## Task prompt
Every line from the start of the records below to the line containing "pub struct Rom" should be retyped exactly, that line included, and no others.

## Records contained in a dataset
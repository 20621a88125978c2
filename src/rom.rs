use crate::error::Error;
use std::fs::File;
use std::io::{BufReader, Read};
use std::path::{Path, PathBuf};

/// A program image and, when it came from disk, where to reload it from
#[derive(Debug, Default)]
pub struct Rom {
    pub instructions: Vec<u8>,
    path: Option<PathBuf>,
}

impl Rom {
    pub fn open(path: &Path) -> Result<Self, Error> {
        let instructions = read_image(path)?;
        if instructions.is_empty() {
            log::warn!("{} is empty", path.display());
        }

        Ok(Self {
            instructions,
            path: Some(path.to_path_buf()),
        })
    }

    #[cfg(test)]
    pub fn from_bytes(instructions: Vec<u8>) -> Self {
        Self {
            instructions,
            path: None,
        }
    }

    /// Re-read the image from disk. In-memory images stay as they are.
    pub fn reload(&mut self) -> Result<(), Error> {
        if let Some(path) = &self.path {
            self.instructions = read_image(path)?;
            log::info!("reloaded {} ({} bytes)", path.display(), self.instructions.len());
        }
        Ok(())
    }

    #[cfg(test)]
    pub fn path(&self) -> Option<&Path> {
        self.path.as_deref()
    }
}

fn read_image(path: &Path) -> Result<Vec<u8>, Error> {
    let rom_error = |source| Error::Rom {
        path: path.to_path_buf(),
        source,
    };

    let mut buffer = BufReader::new(File::open(path).map_err(rom_error)?);
    let mut instructions = Vec::new();
    buffer.read_to_end(&mut instructions).map_err(rom_error)?;

    Ok(instructions)
}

## Written response
repository 20621a88125978c2
filename src/rom.rs
use crate::error::Error;
use std::fs::File;
use std::io::{BufReader, Read};
use std::path::{Path, PathBuf};

/// A program image and, when it came from disk, where to reload it from
#[derive(Debug, Default)]
pub struct Rom {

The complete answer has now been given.